Inspiring ideas from c-stores around the world

A spotlight on big ideas and innovation.

The world’s first c-store opened in Dallas in 1927, yet the concept of “convenience” has evolved far beyond merely hours of operation in the nearly 100 years since. In the digital age, convenience is defined by being able to get what you want, when and how you want it, often with only a few clicks of a mouse or taps of a screen.

The good thing about innovators, though, is that they never stop searching for answers to questions that haven’t been asked yet. Here are just a few examples of how convenience stores around the world are striving to remain, well, convenient for the 21st century.



Alepa (Finland)

Personalization is becoming table stakes in the highly competitive retail landscape, but it’s not easily attainable in an industry that is heavily reliant on the economies of scale and traditional supply chains.

But the Finnish corner store chain Alepa found a way to “customize” its stores with a program called “Alepa Block Wishes,” a customization program that reflects the flavour profile and preferences of the individual neighbourhoods served by its approximately 270 stores.

Block Wishes is rooted in a Facebook chatbot that enables customers to request items to be stocked at their nearest Alepa store within 48 hours. The items are added to dedicated shelves called “Korttelitoive” (Block Wish). This lets people know that they are not only new products, but have been specifically requested by friends and neighbours.

According to Alepa, the product assortment at its neighbourhood stores started changing rapidly after the program was introduced, with one-fifth of its customers using the service. And of its first 150,000 orders, 70% were fulfilled within 48 hours.


Foxtrot (United States of America)

On the surface, Foxtrot’s core business model of one-hour delivery to local customers in certain areas is becoming increasingly commonplace in modern retail.

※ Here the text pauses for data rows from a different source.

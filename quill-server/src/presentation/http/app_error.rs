use crate::domain::error::DomainError;
use axum::{
    Json,
    http::StatusCode,
    response::{IntoResponse, Response},
};
use serde::Serialize;
use thiserror::Error;
use tracing::error;
use validator::ValidationErrors;

#[derive(Debug, Error)]
pub(crate) enum AppError {
    #[error(transparent)]
    Domain(#[from] DomainError),

    #[error("validation error: {0}")]
    Validation(#[from] ValidationErrors),

    #[error("not found: {0}")]
    NotFound(&'static str),

    #[error("unauthorized")]
    Unauthorized,
}

pub(crate) type AppResult<T> = Result<T, AppError>;

#[derive(Debug, Serialize)]
struct ErrorBody {
    error: String,
}

impl IntoResponse for AppError {
    fn into_response(self) -> Response {
        let (status, msg) = match self {
            AppError::Domain(err) => {
                let (status, msg) = match &err {
                    DomainError::Validation { .. } => (StatusCode::BAD_REQUEST, err.to_string()),
                    DomainError::AlreadyExists(_) | DomainError::Conflict(_) => {
                        (StatusCode::CONFLICT, err.to_string())
                    }
                    DomainError::InvalidCredentials => (StatusCode::UNAUTHORIZED, err.to_string()),
                    DomainError::NotFound(_) => (StatusCode::NOT_FOUND, err.to_string()),
                    DomainError::Forbidden => (StatusCode::FORBIDDEN, err.to_string()),
                    DomainError::Unexpected(detail) => {
                        error!(error = %detail, "request failed");
                        (
                            StatusCode::INTERNAL_SERVER_ERROR,
                            "internal error".to_string(),
                        )
                    }
                };
                (status, msg)
            }
            AppError::Validation(err) => (StatusCode::BAD_REQUEST, err.to_string()),
            AppError::NotFound(what) => (StatusCode::NOT_FOUND, format!("{what} not found")),
            AppError::Unauthorized => (StatusCode::UNAUTHORIZED, "unauthorized".to_string()),
        };

        (status, Json(ErrorBody { error: msg })).into_response()
    }
}

#[cfg(test)]
mod tests {
    use axum::http::StatusCode;
    use axum::response::IntoResponse;

    use super::AppError;
    use crate::domain::error::DomainError;

    fn status_of(err: AppError) -> StatusCode {
        err.into_response().status()
    }

    #[test]
    fn domain_errors_map_to_http_statuses() {
        let cases = [
            (
                DomainError::Validation {
                    field: "title",
                    message: "must be 1..100 chars",
                },
                StatusCode::BAD_REQUEST,
            ),
            (DomainError::NotFound("post id: 1".into()), StatusCode::NOT_FOUND),
            (DomainError::Conflict("tags".into()), StatusCode::CONFLICT),
            (DomainError::AlreadyExists("user".into()), StatusCode::CONFLICT),
            (DomainError::Forbidden, StatusCode::FORBIDDEN),
            (DomainError::InvalidCredentials, StatusCode::UNAUTHORIZED),
            (
                DomainError::Unexpected("disk on fire".into()),
                StatusCode::INTERNAL_SERVER_ERROR,
            ),
        ];

        for (err, expected) in cases {
            assert_eq!(status_of(AppError::Domain(err)), expected);
        }
        assert_eq!(status_of(AppError::NotFound("draft")), StatusCode::NOT_FOUND);
    }
}
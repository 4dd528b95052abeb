pub(crate) mod draft_repository;
pub(crate) mod post_repository;
pub(crate) mod repositories;
pub(crate) mod term_repository;
pub(crate) mod user_repository;
//! Markdown to embeddable HTML.
//!
//! Every render runs the same four stages: angle brackets in the raw text
//! are escaped, the text is parsed as CommonMark with tables, the HTML is
//! cleaned against a fixed allow-list, and bare URLs and emails in the
//! remaining text are turned into links. The sanitizer is the security
//! boundary; nothing rendered here bypasses it except the anchors produced
//! by [`linkify`], which are built from escaped text only.

use std::borrow::Cow;
use std::collections::{HashMap, HashSet};
use std::sync::LazyLock;

use ammonia::{Builder, UrlRelative};
use pulldown_cmark::{Options, Parser, html};
use regex::Regex;

use super::linkify::linkify;

pub(crate) const ALLOWED_TAGS: [&str; 25] = [
    "p",
    "h1",
    "h2",
    "h3",
    "h4",
    "h5",
    "h6",
    "ul",
    "ol",
    "li",
    "blockquote",
    "pre",
    "code",
    "em",
    "strong",
    "a",
    "img",
    "table",
    "thead",
    "tbody",
    "tr",
    "th",
    "td",
    "br",
    "hr",
];

const URL_SCHEMES: [&str; 3] = ["http", "https", "mailto"];

// Quote markers, each optionally behind list markers on the same line.
static BLOCKQUOTE_PREFIX: LazyLock<Regex> = LazyLock::new(|| {
    Regex::new(r"^(?: {0,3}(?:(?:[-*+]|[0-9]{1,9}[.)]) +)*> ?)+").expect("valid regex literal")
});

pub(crate) fn render_markdown(raw: &str) -> String {
    let escaped = escape_angle_brackets(raw);
    let html = markdown_to_html(&escaped);
    let clean = sanitize_html(&html);
    linkify(&clean)
}

/// Escapes `<` everywhere and `>` everywhere except blockquote markers.
/// `&` is kept so entities typed by the author still resolve.
fn escape_angle_brackets(raw: &str) -> String {
    let mut out = String::with_capacity(raw.len() + raw.len() / 8);
    for line in raw.split_inclusive('\n') {
        let marker_end = BLOCKQUOTE_PREFIX
            .find(line)
            .map(|marker| marker.end())
            .unwrap_or(0);
        out.push_str(&line[..marker_end]);
        for ch in line[marker_end..].chars() {
            match ch {
                '<' => out.push_str("&lt;"),
                '>' => out.push_str("&gt;"),
                _ => out.push(ch),
            }
        }
    }
    out
}

fn markdown_to_html(markdown: &str) -> String {
    let parser = Parser::new_ext(markdown, Options::ENABLE_TABLES);
    let mut out = String::with_capacity(markdown.len() * 3 / 2);
    html::push_html(&mut out, parser);
    out
}

fn sanitize_html(html: &str) -> String {
    let tags: HashSet<&str> = ALLOWED_TAGS.into_iter().collect();
    let tag_attributes: HashMap<&str, HashSet<&str>> = HashMap::from([
        ("a", HashSet::from(["href", "title", "rel"])),
        ("img", HashSet::from(["src", "alt", "title"])),
        ("code", HashSet::from(["class"])),
    ]);

    Builder::empty()
        .tags(tags)
        .tag_attributes(tag_attributes)
        .generic_attributes(HashSet::from(["class"]))
        .url_schemes(URL_SCHEMES.into_iter().collect())
        .url_relative(UrlRelative::Custom(Box::new(same_site_only)))
        // `rel` is author-controlled here, so ammonia must not manage it.
        .link_rel(None)
        .clean_content_tags(HashSet::from(["script", "style"]))
        .clean(html)
        .to_string()
}

/// Keeps relative references and drops scheme-relative ones (`//host/x`),
/// which point off site. Browsers read a backslash there as a slash.
fn same_site_only(url: &str) -> Option<Cow<'_, str>> {
    let mut lead = url.chars();
    let off_site = matches!(
        (lead.next(), lead.next()),
        (Some('/' | '\\'), Some('/' | '\\'))
    );
    (!off_site).then_some(Cow::Borrowed(url))
}
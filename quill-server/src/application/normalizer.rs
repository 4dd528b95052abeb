//! Resolve-or-create for the shared tag and category tables.
//!
//! Raw author input is parsed into trimmed, deduplicated names (see
//! [`crate::domain::taxonomy`]) and each name is resolved against a
//! [`TermTable`] handle. New rows are created through the same handle, so
//! they commit or roll back with whatever transaction the handle belongs to.

use tracing::debug;

use crate::data::term_repository::TermTable;
use crate::domain::error::DomainError;
use crate::domain::taxonomy::{
    TagInput, Term, TermKind, parse_comma_separated, parse_tag_input,
};

/// Returns the existing entity named `name`, or creates it.
///
/// A unique-name conflict on insert means another writer created the row
/// first; it is retried once as a read, and surfaced if the row is still
/// not visible.
pub(crate) async fn resolve_or_create<T>(table: &mut T, name: &str) -> Result<Term, DomainError>
where
    T: TermTable + ?Sized,
{
    if let Some(term) = table.find_by_name(name).await? {
        return Ok(term);
    }

    match table.insert(name).await {
        Ok(term) => {
            debug!(kind = table.kind().field(), id = term.id, name, "created term");
            Ok(term)
        }
        Err(DomainError::Conflict(reason)) => {
            debug!(kind = table.kind().field(), name, "insert raced, re-reading");
            table
                .find_by_name(name)
                .await?
                .ok_or(DomainError::Conflict(reason))
        }
        Err(err) => Err(err),
    }
}

pub(crate) async fn resolve_all<T>(table: &mut T, names: &[String]) -> Result<Vec<Term>, DomainError>
where
    T: TermTable + ?Sized,
{
    let mut terms = Vec::with_capacity(names.len());
    for name in names {
        terms.push(resolve_or_create(table, name).await?);
    }
    Ok(terms)
}

pub(crate) async fn normalize_tags<T>(table: &mut T, raw: &TagInput) -> Result<Vec<Term>, DomainError>
where
    T: TermTable + ?Sized,
{
    let names = parse_tag_input(raw)?;
    resolve_all(table, &names).await
}

pub(crate) async fn normalize_categories<T>(table: &mut T, raw: &str) -> Result<Vec<Term>, DomainError>
where
    T: TermTable + ?Sized,
{
    let names = parse_comma_separated(TermKind::Category, raw)?;
    resolve_all(table, &names).await
}
pub(crate) mod auth;
pub(crate) mod categories;
pub(crate) mod drafts;
pub(crate) mod posts;
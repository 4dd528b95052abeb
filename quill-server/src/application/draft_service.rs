use tracing::info;

use crate::data::draft_repository::DraftRepository;
use crate::domain::draft::{Draft, SaveDraftRequest};
use crate::domain::error::DomainError;

/// Single-slot autosave buffer per user. Saves are last-write-wins.
pub(crate) struct DraftService<R: DraftRepository> {
    repo: R,
}

impl<R: DraftRepository> DraftService<R> {
    pub(crate) fn new(repo: R) -> Self {
        Self { repo }
    }

    pub(crate) async fn save_draft(
        &self,
        user_id: i64,
        req: SaveDraftRequest,
    ) -> Result<Draft, DomainError> {
        let fields = req.validate()?;
        self.repo.upsert_draft(user_id, fields).await
    }

    pub(crate) async fn load_draft(&self, user_id: i64) -> Result<Option<Draft>, DomainError> {
        self.repo.find_draft(user_id).await
    }

    /// Discards the draft. Clearing when nothing is stored is not an error.
    pub(crate) async fn clear_draft(&self, user_id: i64) -> Result<(), DomainError> {
        if self.repo.delete_draft(user_id).await? {
            info!(user_id, "draft discarded");
        }
        Ok(())
    }
}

But what distinguishes the upmarket U.S.-based convenience store company is how it uses the data captured from those orders to determine what to stock on its store shelves, bringing new products to its stores based on customer trends. It also differentiates individual stores by showcasing local products.

Foxtrot raised US$42 million in a Series B funding round in early 2021, which it will use to double its store count this year while expanding its line of private label packaged goods.

“By accelerating its e-commerce capabilities and offering nationwide shipping on items like chef-driven packaged products, private label and exclusive-to-Foxtrot goods, and wine, Foxtrot will further itself as the nation's premier corner store,” the company said.


Hudson (United States of America)

Convenience stores have earned a reputation as a “grab and go” option over the years, but the U.S. chain Hudson is making that a literal feature of its stores. It’s part of a shift towards so-called “frictionless retail” that experts say is only going to accelerate.

New Jersey-based Hudson, which operates more than 1,000 stores in airports, commuter hubs, landmarks and tourist locations, is using Amazon’s Just Walk Out technology to create Hudson Nonstop stores that offer customers a frictionless shopping experience.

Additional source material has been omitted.